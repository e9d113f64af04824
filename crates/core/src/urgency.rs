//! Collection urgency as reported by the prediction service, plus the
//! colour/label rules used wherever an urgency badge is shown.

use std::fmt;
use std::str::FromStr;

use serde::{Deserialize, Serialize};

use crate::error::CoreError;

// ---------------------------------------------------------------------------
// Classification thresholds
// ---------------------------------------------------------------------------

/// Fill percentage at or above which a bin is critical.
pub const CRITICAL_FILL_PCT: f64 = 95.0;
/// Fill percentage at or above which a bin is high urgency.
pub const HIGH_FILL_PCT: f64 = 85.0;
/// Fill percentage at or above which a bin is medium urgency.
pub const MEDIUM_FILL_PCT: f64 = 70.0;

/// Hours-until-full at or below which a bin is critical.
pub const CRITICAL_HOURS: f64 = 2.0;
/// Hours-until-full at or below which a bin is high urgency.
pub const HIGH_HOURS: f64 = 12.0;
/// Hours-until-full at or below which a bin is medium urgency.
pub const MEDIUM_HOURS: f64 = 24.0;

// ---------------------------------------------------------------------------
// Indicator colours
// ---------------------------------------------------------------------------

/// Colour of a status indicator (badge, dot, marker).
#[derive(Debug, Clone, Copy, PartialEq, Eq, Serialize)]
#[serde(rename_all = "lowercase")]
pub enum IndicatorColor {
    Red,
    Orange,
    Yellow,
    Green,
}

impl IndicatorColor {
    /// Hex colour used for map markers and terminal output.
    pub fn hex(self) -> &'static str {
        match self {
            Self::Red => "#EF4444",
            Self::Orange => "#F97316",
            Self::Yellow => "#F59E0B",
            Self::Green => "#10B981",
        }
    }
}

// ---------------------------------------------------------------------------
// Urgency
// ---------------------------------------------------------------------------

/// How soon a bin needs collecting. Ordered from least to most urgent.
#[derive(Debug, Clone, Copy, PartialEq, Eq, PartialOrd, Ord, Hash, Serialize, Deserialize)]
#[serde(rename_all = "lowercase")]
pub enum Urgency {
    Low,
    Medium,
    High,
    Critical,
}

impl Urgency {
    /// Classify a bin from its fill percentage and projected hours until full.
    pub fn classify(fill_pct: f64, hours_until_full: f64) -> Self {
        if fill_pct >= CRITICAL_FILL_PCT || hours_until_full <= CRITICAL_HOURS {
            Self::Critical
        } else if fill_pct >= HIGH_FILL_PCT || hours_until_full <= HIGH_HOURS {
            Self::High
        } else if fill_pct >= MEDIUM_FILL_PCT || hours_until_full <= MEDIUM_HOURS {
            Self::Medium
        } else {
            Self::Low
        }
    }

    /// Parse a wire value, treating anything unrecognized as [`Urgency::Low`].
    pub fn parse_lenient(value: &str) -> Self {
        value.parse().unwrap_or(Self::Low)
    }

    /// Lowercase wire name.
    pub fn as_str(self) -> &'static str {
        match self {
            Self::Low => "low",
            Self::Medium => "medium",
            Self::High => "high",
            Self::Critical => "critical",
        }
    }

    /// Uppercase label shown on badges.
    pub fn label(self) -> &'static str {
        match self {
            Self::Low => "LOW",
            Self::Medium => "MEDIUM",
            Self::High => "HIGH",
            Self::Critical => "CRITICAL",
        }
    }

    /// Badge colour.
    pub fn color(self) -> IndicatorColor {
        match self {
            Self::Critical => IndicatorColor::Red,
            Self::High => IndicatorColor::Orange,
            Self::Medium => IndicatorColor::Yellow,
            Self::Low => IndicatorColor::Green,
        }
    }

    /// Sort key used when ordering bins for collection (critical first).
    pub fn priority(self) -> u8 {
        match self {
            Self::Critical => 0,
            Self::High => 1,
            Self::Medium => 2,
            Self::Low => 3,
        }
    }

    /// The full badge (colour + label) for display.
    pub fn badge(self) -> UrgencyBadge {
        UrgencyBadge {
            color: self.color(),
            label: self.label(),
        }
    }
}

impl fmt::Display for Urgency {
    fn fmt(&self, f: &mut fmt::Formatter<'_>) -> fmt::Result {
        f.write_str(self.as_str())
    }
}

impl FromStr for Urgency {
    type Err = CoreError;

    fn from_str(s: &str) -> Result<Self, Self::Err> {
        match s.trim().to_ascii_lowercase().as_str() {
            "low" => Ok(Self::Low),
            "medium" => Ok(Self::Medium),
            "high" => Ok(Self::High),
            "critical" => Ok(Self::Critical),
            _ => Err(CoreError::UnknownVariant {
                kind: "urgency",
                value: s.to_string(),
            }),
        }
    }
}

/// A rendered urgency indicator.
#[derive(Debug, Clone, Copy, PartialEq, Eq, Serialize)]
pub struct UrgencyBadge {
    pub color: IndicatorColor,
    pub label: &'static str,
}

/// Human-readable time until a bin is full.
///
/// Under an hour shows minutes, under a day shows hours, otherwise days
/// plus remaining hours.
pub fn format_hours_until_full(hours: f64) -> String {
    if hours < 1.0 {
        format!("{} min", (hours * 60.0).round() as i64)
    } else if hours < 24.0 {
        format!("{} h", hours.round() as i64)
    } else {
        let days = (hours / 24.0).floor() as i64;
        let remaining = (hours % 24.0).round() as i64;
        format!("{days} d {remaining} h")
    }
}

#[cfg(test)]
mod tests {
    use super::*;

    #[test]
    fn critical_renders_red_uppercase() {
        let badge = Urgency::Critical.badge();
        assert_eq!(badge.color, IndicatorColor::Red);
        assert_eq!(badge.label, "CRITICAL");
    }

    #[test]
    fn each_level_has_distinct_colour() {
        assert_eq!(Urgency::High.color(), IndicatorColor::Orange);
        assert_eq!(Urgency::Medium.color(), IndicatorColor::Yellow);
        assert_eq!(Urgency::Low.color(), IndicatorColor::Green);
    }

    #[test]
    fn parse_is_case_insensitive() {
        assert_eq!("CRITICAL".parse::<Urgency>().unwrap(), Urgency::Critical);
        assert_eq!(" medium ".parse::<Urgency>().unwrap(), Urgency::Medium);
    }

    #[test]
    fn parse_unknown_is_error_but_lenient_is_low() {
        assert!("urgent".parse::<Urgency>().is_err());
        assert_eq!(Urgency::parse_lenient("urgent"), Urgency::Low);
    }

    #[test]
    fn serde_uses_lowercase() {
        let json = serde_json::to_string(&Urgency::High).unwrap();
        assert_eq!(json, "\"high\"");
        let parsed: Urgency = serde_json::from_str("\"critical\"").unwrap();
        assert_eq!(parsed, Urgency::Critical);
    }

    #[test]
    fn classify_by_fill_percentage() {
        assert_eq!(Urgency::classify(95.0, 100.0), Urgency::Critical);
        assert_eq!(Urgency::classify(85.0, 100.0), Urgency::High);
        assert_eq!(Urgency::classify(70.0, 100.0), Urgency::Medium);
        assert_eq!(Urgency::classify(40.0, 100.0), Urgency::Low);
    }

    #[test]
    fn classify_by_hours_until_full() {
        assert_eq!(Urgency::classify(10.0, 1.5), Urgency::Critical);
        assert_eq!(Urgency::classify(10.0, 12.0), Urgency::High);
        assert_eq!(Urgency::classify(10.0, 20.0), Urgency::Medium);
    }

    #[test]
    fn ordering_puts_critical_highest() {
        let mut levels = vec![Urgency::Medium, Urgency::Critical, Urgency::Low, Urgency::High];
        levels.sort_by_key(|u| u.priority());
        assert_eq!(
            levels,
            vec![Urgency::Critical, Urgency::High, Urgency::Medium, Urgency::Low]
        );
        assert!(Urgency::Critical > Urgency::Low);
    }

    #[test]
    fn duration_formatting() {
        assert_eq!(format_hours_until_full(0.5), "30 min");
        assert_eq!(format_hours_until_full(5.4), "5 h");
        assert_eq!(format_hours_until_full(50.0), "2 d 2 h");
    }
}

What you will do -
In the listing above, find each line with the word "IndicatorColor" and copy it out.

Expected answer -
pub enum IndicatorColor {
impl IndicatorColor {
    pub fn color(self) -> IndicatorColor {
            Self::Critical => IndicatorColor::Red,
            Self::High => IndicatorColor::Orange,
            Self::Medium => IndicatorColor::Yellow,
            Self::Low => IndicatorColor::Green,
    pub color: IndicatorColor,
        assert_eq!(badge.color, IndicatorColor::Red);
        assert_eq!(Urgency::High.color(), IndicatorColor::Orange);
        assert_eq!(Urgency::Medium.color(), IndicatorColor::Yellow);
        assert_eq!(Urgency::Low.color(), IndicatorColor::Green);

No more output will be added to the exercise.